━━━━━ SOURCE INFORMATION

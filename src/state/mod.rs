//! State management for the current effect selection.
//!
//! This module provides the in-memory stores holding the selected mode and
//! color, and the context object that owns them for the life of a session.

pub mod mode;
pub mod store;

pub use mode::Mode;
pub use store::{ColorStore, EffectContext, ModeStore};
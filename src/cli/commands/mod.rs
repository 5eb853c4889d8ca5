//! CLI command implementations.
//!
//! Each command implements the [`Command`] trait, which provides a uniform
//! interface for executing commands and reporting results.
//!
//! # Architecture
//!
//! Commands are dispatched via [`CommandDispatcher`], which routes CLI
//! subcommands to their implementations. This allows:
//! - Single binary with subcommands (`wisp console`, `wisp modes`)
//! - Shared initialization logic
//! - Consistent global flag handling

pub mod check;
pub mod completions;
pub mod console;
pub mod defaults;
pub mod dispatcher;
pub mod modes;

pub use dispatcher::{Command, CommandDispatcher, CommandResult};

━━━━━━━━━━

▶ **TASK BRIEF**
Would you please write the entries out again in full, exactly as given?

▶ **EXERCISE SOLUTION**
filename src/state/mod.rs
//! State management for the current effect selection.
//!
//! This module provides the in-memory stores holding the selected mode and
//! color, and the context object that owns them for the life of a session.

pub mod mode;
pub mod store;

pub use mode::Mode;
pub use store::{ColorStore, EffectContext, ModeStore};
filename src/cli/commands/mod.rs
repository 5eb853c4889d8ca5
//! CLI command implementations.
//!
//! Each command implements the [`Command`] trait, which provides a uniform
//! interface for executing commands and reporting results.
//!
//! # Architecture
//!
//! Commands are dispatched via [`CommandDispatcher`], which routes CLI
//! subcommands to their implementations. This allows:
//! - Single binary with subcommands (`wisp console`, `wisp modes`)
//! - Shared initialization logic
//! - Consistent global flag handling

pub mod check;
pub mod completions;
pub mod console;
pub mod defaults;
pub mod dispatcher;
pub mod modes;

pub use dispatcher::{Command, CommandDispatcher, CommandResult};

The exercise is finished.